Purpose: To estimate the resources and subsequent costs, to manage bleeds among patients with acute coronary syndrome (ACS) who are treated with antithrombotics or antiplatelets. Bleeds are relatively common but there is little information on the resource use and costs associated with these bleeds. This paper provides estimates by type of bleed to be used in analyses of therapies for managing ACS patients.
Methods: Retrospective chart review of ACS patients experiencing a bleed while hospitalized was conducted in Germany.

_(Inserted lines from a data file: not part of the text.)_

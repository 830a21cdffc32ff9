//! Grid Ladder Trading Module
//!
//! A per-direction ladder strategy: a ladder opens on a two-bar momentum
//! signal, adds exponentially sized rungs each time price moves `pip_step`
//! beyond its worst entry, and is closed as a whole once its average net
//! profit reaches the target.
//!
//! # Architecture
//!
//! The grid module is organized into several sub-modules:
//!
//! - [`config`] - Strategy configuration, instrument properties, volume normalization
//! - [`types`] - Core data types (Direction, Position, GridCommand, etc.)
//! - [`errors`] - Grid-specific error types
//! - [`ledger`] - Read-only per-tick view over the broker's position book
//! - [`engine`] - Ladder state machine, one decision per tick
//! - [`executor`] - Broker abstraction (mockable for testing) and command execution
//! - [`paper`] - In-process paper broker
//! - [`manager`] - Lifecycle hooks around the engine
//! - [`runner`] - Main execution loop
//!
//! # Example Usage
//!
//! ```rust,ignore
//! use std::sync::Arc;
//! use grid_ladder_bot::grid::{
//!     GridConfig, GridManager, GridRunner, InstrumentSpec, PaperExchange, RunnerConfig,
//! };
//! use grid_ladder_bot::market::ReplayFeed;
//!
//! let config = GridConfig::new("EURUSD", "GridLadderBot")
//!     .with_pip_step(10)
//!     .with_volume_exponent(1.5);
//!
//! let exchange = PaperExchange::new(InstrumentSpec::new("EURUSD", 0.0001), 10_000.0);
//! let manager = GridManager::new(config, Arc::new(exchange), 3600);
//! let feed = ReplayFeed::from_csv("quotes.csv")?;
//!
//! let mut runner = GridRunner::new(manager, feed, RunnerConfig::default());
//! let stats = runner.run().await?;
//! ```
//!
//! # Testing
//!
//! The module provides a mock broker for testing without a venue:
//!
//! ```rust,ignore
//! use grid_ladder_bot::grid::executor::mock::MockExchange;
//!
//! let exchange = MockExchange::new(1.1050);
//! exchange.set_should_fail(true).await;
//! ```

pub mod config;
pub mod engine;
pub mod errors;
pub mod executor;
pub mod ledger;
pub mod manager;
pub mod paper;
pub mod runner;
pub mod types;

// Re-export commonly used types
pub use config::{GridConfig, InstrumentSpec};
pub use engine::{GridEngine, TradeGuard};
pub use errors::{GridError, GridResult};
pub use executor::{ExecutionAdapter, ExecutionReport, GridExchange};
pub use ledger::LedgerView;
pub use manager::{GridManager, LadderSummary, RunStats};
pub use paper::PaperExchange;
pub use runner::{GridRunner, RunnerConfig};
pub use types::{
    BotStatus, CloseReason, Direction, GridCommand, LadderState, OpenRequest, Position,
};
//! Market data module
//!
//! Quotes come in through a [`PriceFeed`], are aggregated into time-frame
//! bars by [`BarSeries`], and are handed to the grid engine as a
//! [`MarketSnapshot`] that stays fixed for one tick.
//!
//! # Example
//!
//! ```rust
//! use chrono::{TimeZone, Utc};
//! use grid_ladder_bot::market::{BarSeries, Quote};
//!
//! let mut bars = BarSeries::new(60);
//! let quote = Quote::new(Utc.timestamp_opt(30, 0).unwrap(), 1.1000, 1.1002);
//! bars.on_quote(&quote);
//!
//! let snapshot = bars.snapshot(&quote, 0.0001);
//! assert!((snapshot.spread_in_pips() - 2.0).abs() < 1e-6);
//! assert!(snapshot.last_close(1).is_err());
//! ```

pub mod bars;
pub mod feed;
pub mod snapshot;
pub mod types;

pub use bars::BarSeries;
pub use feed::{PriceFeed, ReplayFeed};
pub use snapshot::MarketSnapshot;
pub use types::{Bar, Quote};
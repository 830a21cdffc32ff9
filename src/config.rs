use config::{Config, File};
pub use config::ConfigError;
use serde::Deserialize;

use crate::grid::{GridConfig, InstrumentSpec, RunnerConfig};

/// Main configuration struct
#[derive(Debug, Deserialize)]
pub struct Settings {
    /// Strategy parameters
    #[serde(default)]
    pub strategy: GridConfig,
    /// JSON strategy file that replaces `[strategy]` when set
    #[serde(default)]
    pub strategy_file: Option<String>,
    /// Instrument traded by the strategy
    pub instrument: InstrumentSpec,
    /// Quote source
    pub feed: FeedConfig,
    /// Paper broker account
    #[serde(default)]
    pub paper: PaperConfig,
    /// Logging configuration
    #[serde(default)]
    pub log: LogConfig,
    /// Event loop configuration
    #[serde(default)]
    pub runner: RunnerSettings,
}

/// How quotes are replayed
#[derive(Debug, Clone, Copy, PartialEq, Eq, Default, Deserialize)]
#[serde(rename_all = "lowercase")]
pub enum RunMode {
    /// Replay as fast as possible, close everything at the end
    #[default]
    Backtest,
    /// Replay at `pace_ms` per quote, keep positions on stop unless configured
    Paper,
}

#[derive(Debug, Deserialize)]
pub struct FeedConfig {
    /// CSV file with a `time,bid,ask` header
    pub path: String,
    #[serde(default)]
    pub mode: RunMode,
    /// Bar time frame in seconds
    #[serde(default = "default_timeframe_secs")]
    pub timeframe_secs: u64,
    /// Delay between quotes in paper mode
    #[serde(default)]
    pub pace_ms: u64,
}

fn default_timeframe_secs() -> u64 {
    3600
}

#[derive(Debug, Deserialize)]
pub struct PaperConfig {
    #[serde(default = "default_initial_balance")]
    pub initial_balance: f64,
    /// One-way commission as a fraction of notional
    #[serde(default)]
    pub fee_rate: f64,
}

impl Default for PaperConfig {
    fn default() -> Self {
        Self {
            initial_balance: default_initial_balance(),
            fee_rate: 0.0,
        }
    }
}

fn default_initial_balance() -> f64 {
    10_000.0
}

#[derive(Debug, Deserialize, Default)]
pub struct LogConfig {
    /// Log level: "error", "warn", "info", "debug", "trace"
    #[serde(default = "default_log_level")]
    pub level: String,
}

fn default_log_level() -> String {
    "info".to_string()
}

#[derive(Debug, Deserialize)]
pub struct RunnerSettings {
    /// Seconds between status lines
    #[serde(default = "default_status_interval_secs")]
    pub status_interval_secs: u64,
}

impl Default for RunnerSettings {
    fn default() -> Self {
        Self {
            status_interval_secs: default_status_interval_secs(),
        }
    }
}

fn default_status_interval_secs() -> u64 {
    30
}

impl Settings {
    /// Load settings from a configuration file
    pub fn new(config_path: &str) -> Result<Self, ConfigError> {
        let s = Config::builder()
            .add_source(File::with_name(config_path))
            // Environment variables override the file,
            // e.g. APP_STRATEGY__PIP_STEP=20
            .add_source(config::Environment::with_prefix("APP").separator("__"))
            .build()?;

        let mut settings: Settings = s.try_deserialize()?;
        if let Some(path) = &settings.strategy_file {
            settings.strategy = GridConfig::load_from_file(path)
                .map_err(|e| ConfigError::Message(format!("strategy file {}: {}", path, e)))?;
        }
        settings.validate()?;
        Ok(settings)
    }

    /// Cross-section checks the individual sections cannot do
    pub fn validate(&self) -> Result<(), ConfigError> {
        if self.strategy.symbol != self.instrument.symbol {
            return Err(ConfigError::Message(format!(
                "strategy symbol {} does not match instrument {}",
                self.strategy.symbol, self.instrument.symbol
            )));
        }
        if self.feed.timeframe_secs == 0 {
            return Err(ConfigError::Message("feed.timeframe_secs must be positive".into()));
        }
        Ok(())
    }

    pub fn runner_config(&self) -> RunnerConfig {
        RunnerConfig {
            status_interval_secs: self.runner.status_interval_secs,
            backtest: self.feed.mode == RunMode::Backtest,
        }
    }
}

#[cfg(test)]
mod tests {
    use super::*;
    use std::io::Write;

    fn write_config(contents: &str) -> tempfile::NamedTempFile {
        let mut file = tempfile::Builder::new().suffix(".toml").tempfile().unwrap();
        file.write_all(contents.as_bytes()).unwrap();
        file.flush().unwrap();
        file
    }

    #[test]
    fn test_load_full_settings() {
        let file = write_config(
            r#"
[strategy]
symbol = "GBPUSD"
label = "ladder"
max_open_long = 4
pip_step = 20
volume_exponent = 1.5
close_all_on_stop = true

[instrument]
symbol = "GBPUSD"
pip_size = 0.0001
volume_step = 1000.0

[feed]
path = "data/gbpusd.csv"
mode = "paper"
timeframe_secs = 900
pace_ms = 5

[paper]
initial_balance = 5000.0
fee_rate = 0.00002

[log]
level = "debug"

[runner]
status_interval_secs = 10
"#,
        );

        let settings = Settings::new(file.path().to_str().unwrap()).unwrap();
        assert_eq!(settings.strategy.label, "ladder");
        assert_eq!(settings.strategy.max_open_long, 4);
        assert_eq!(settings.strategy.max_open_short, 8);
        assert_eq!(settings.strategy.pip_step, 20);
        assert_eq!(settings.strategy.volume_exponent, 1.5);
        assert!(settings.strategy.close_all_on_stop);
        assert_eq!(settings.instrument.max_volume, 100_000_000.0);
        assert_eq!(settings.feed.mode, RunMode::Paper);
        assert_eq!(settings.feed.timeframe_secs, 900);
        assert_eq!(settings.paper.initial_balance, 5000.0);
        assert_eq!(settings.log.level, "debug");

        let runner = settings.runner_config();
        assert_eq!(runner.status_interval_secs, 10);
        assert!(!runner.backtest);
    }

    #[test]
    fn test_defaults() {
        let file = write_config(
            r#"
[instrument]
symbol = "EURUSD"
pip_size = 0.0001

[feed]
path = "quotes.csv"
"#,
        );

        let settings = Settings::new(file.path().to_str().unwrap()).unwrap();
        assert_eq!(settings.strategy, GridConfig::default());
        assert_eq!(settings.feed.mode, RunMode::Backtest);
        assert_eq!(settings.feed.timeframe_secs, 3600);
        assert_eq!(settings.feed.pace_ms, 0);
        assert_eq!(settings.paper.initial_balance, 10_000.0);
        assert_eq!(settings.log.level, "info");
        assert_eq!(settings.runner.status_interval_secs, 30);
        assert!(settings.runner_config().backtest);
    }

    #[test]
    fn test_strategy_file_replaces_section() {
        let dir = tempfile::tempdir().unwrap();
        let strategy = dir.path().join("ladder.json");
        std::fs::write(&strategy, r#"{"symbol": "EURUSD", "label": "from-file", "pip_step": 25}"#)
            .unwrap();

        let file = write_config(&format!(
            r#"
strategy_file = "{}"

[strategy]
label = "inline"

[instrument]
symbol = "EURUSD"
pip_size = 0.0001

[feed]
path = "quotes.csv"
"#,
            strategy.display()
        ));

        let settings = Settings::new(file.path().to_str().unwrap()).unwrap();
        assert_eq!(settings.strategy.label, "from-file");
        assert_eq!(settings.strategy.pip_step, 25);
    }

    #[test]
    fn test_missing_strategy_file_rejected() {
        let file = write_config(
            r#"
strategy_file = "does/not/exist.json"

[instrument]
symbol = "EURUSD"
pip_size = 0.0001

[feed]
path = "quotes.csv"
"#,
        );

        assert!(Settings::new(file.path().to_str().unwrap()).is_err());
    }

    #[test]
    fn test_symbol_mismatch_rejected() {
        let file = write_config(
            r#"
[strategy]
symbol = "EURUSD"

[instrument]
symbol = "USDJPY"
pip_size = 0.01

[feed]
path = "quotes.csv"
"#,
        );

        assert!(Settings::new(file.path().to_str().unwrap()).is_err());
    }

    #[test]
    fn test_missing_feed_section() {
        let file = write_config(
            r#"
[instrument]
symbol = "EURUSD"
pip_size = 0.0001
"#,
        );

        assert!(Settings::new(file.path().to_str().unwrap()).is_err());
    }
}
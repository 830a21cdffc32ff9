//! Read-only view over the broker's position book.
//!
//! The ledger is the single source of truth for ladder state. A view is
//! built fresh every tick, filtered to one instrument and one strategy tag,
//! and never outlives the tick.

use super::errors::{GridError, GridResult};
use super::types::{Direction, LadderState, Position};

/// Positions of one strategy on one instrument, split by direction
#[derive(Debug, Clone)]
pub struct LedgerView<'a> {
    positions: Vec<&'a Position>,
}

impl<'a> LedgerView<'a> {
    /// Filter the broker's book down to `symbol` and `label`
    pub fn new(positions: &'a [Position], symbol: &str, label: &str) -> Self {
        Self {
            positions: positions
                .iter()
                .filter(|p| p.belongs_to(symbol, label))
                .collect(),
        }
    }

    /// All positions of this strategy, in ledger order
    pub fn all(&self) -> impl Iterator<Item = &'a Position> + '_ {
        self.positions.iter().copied()
    }

    /// Positions of one direction, in ledger order
    pub fn positions_of(&self, direction: Direction) -> impl Iterator<Item = &'a Position> + '_ {
        self.all().filter(move |p| p.direction == direction)
    }

    pub fn count(&self, direction: Direction) -> usize {
        self.positions_of(direction).count()
    }

    pub fn ladder_state(&self, direction: Direction) -> LadderState {
        LadderState::from_depth(self.count(direction))
    }

    pub fn is_empty(&self) -> bool {
        self.positions.is_empty()
    }

    /// Mean running net profit of a ladder
    pub fn average_net_profit(&self, direction: Direction) -> GridResult<f64> {
        self.average(direction, |p| p.net_profit)
    }

    /// Mean entry price of a ladder
    pub fn average_entry_price(&self, direction: Direction) -> GridResult<f64> {
        self.average(direction, |p| p.entry_price)
    }

    pub fn min_entry_price(&self, direction: Direction) -> GridResult<f64> {
        self.positions_of(direction)
            .map(|p| p.entry_price)
            .reduce(f64::min)
            .ok_or(GridError::EmptySet(direction))
    }

    pub fn max_entry_price(&self, direction: Direction) -> GridResult<f64> {
        self.positions_of(direction)
            .map(|p| p.entry_price)
            .reduce(f64::max)
            .ok_or(GridError::EmptySet(direction))
    }

    /// Entry price furthest into the adverse side: the lowest long entry or
    /// the highest short entry
    pub fn extreme_entry_price(&self, direction: Direction) -> GridResult<f64> {
        match direction {
            Direction::Long => self.min_entry_price(direction),
            Direction::Short => self.max_entry_price(direction),
        }
    }

    fn average(&self, direction: Direction, value: impl Fn(&Position) -> f64) -> GridResult<f64> {
        let (sum, count) = self
            .positions_of(direction)
            .fold((0.0, 0usize), |(sum, count), p| (sum + value(p), count + 1));

        if count == 0 {
            return Err(GridError::EmptySet(direction));
        }
        Ok(sum / count as f64)
    }
}

#[cfg(test)]
mod tests {
    use super::*;
    use chrono::Utc;

    fn position(id: u64, symbol: &str, label: &str, direction: Direction, entry: f64, net: f64) -> Position {
        Position {
            id,
            symbol: symbol.into(),
            label: label.into(),
            direction,
            volume: 1000.0,
            entry_price: entry,
            stop_loss: None,
            gross_profit: net,
            commission: 0.0,
            net_profit: net,
            opened_at: Utc::now(),
        }
    }

    fn book() -> Vec<Position> {
        vec![
            position(1, "EURUSD", "grid", Direction::Long, 1.1050, 0.4),
            position(2, "EURUSD", "grid", Direction::Long, 1.1030, -0.2),
            position(3, "EURUSD", "grid", Direction::Short, 1.1070, 1.0),
            // Other strategy on the same instrument
            position(4, "EURUSD", "manual", Direction::Long, 1.0000, 50.0),
            // Same strategy on another instrument
            position(5, "GBPUSD", "grid", Direction::Short, 1.3000, -9.0),
        ]
    }

    #[test]
    fn test_filters_symbol_and_label() {
        let positions = book();
        let view = LedgerView::new(&positions, "EURUSD", "grid");

        assert_eq!(view.count(Direction::Long), 2);
        assert_eq!(view.count(Direction::Short), 1);
        let ids: Vec<u64> = view.all().map(|p| p.id).collect();
        assert_eq!(ids, vec![1, 2, 3]);
    }

    #[test]
    fn test_aggregates() {
        let positions = book();
        let view = LedgerView::new(&positions, "EURUSD", "grid");

        assert!((view.average_net_profit(Direction::Long).unwrap() - 0.1).abs() < 1e-12);
        assert!((view.average_entry_price(Direction::Long).unwrap() - 1.1040).abs() < 1e-12);
        assert_eq!(view.min_entry_price(Direction::Long).unwrap(), 1.1030);
        assert_eq!(view.max_entry_price(Direction::Long).unwrap(), 1.1050);
        assert_eq!(view.extreme_entry_price(Direction::Long).unwrap(), 1.1030);
        assert_eq!(view.extreme_entry_price(Direction::Short).unwrap(), 1.1070);
        assert_eq!(view.ladder_state(Direction::Long), LadderState::Active(2));
    }

    #[test]
    fn test_aggregates_on_empty_ladder_fail() {
        let positions = book();
        let view = LedgerView::new(&positions, "EURUSD", "other");

        assert!(view.is_empty());
        assert_eq!(view.ladder_state(Direction::Short), LadderState::Flat);
        assert!(matches!(
            view.average_net_profit(Direction::Long),
            Err(GridError::EmptySet(Direction::Long))
        ));
        assert!(matches!(
            view.min_entry_price(Direction::Short),
            Err(GridError::EmptySet(Direction::Short))
        ));
        assert!(view.max_entry_price(Direction::Short).is_err());
        assert!(view.average_entry_price(Direction::Short).is_err());
    }
}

Qualifying bleeds included symptomatic intracranial hemorrhage (IB), retroperitoneal hemorrhage (RB), gastrointestinal hemorrhage (GB), decrease in hemoglobin by > or = 3 g/dl (HA), puncture site bleed (PS), transfusion of > or = 2 units of blood products, and fatal bleeds.
Results: Records of 59 German ACS patients were included in the analysis. The average cost per patient was 1,995 Euros. Costs by bleed type were 2,531 Euros (IB), 3,567 Euros (RB), 3,616 Euros (GB), 891 Euros (HA), 1,379 Euros (PS), and 5,415 Euros (transfusions).
Conclusion: German hospitals are paid by case severity and diagnosis. Understanding the full costs of managing ACS patients and related bleeds may help decision-making.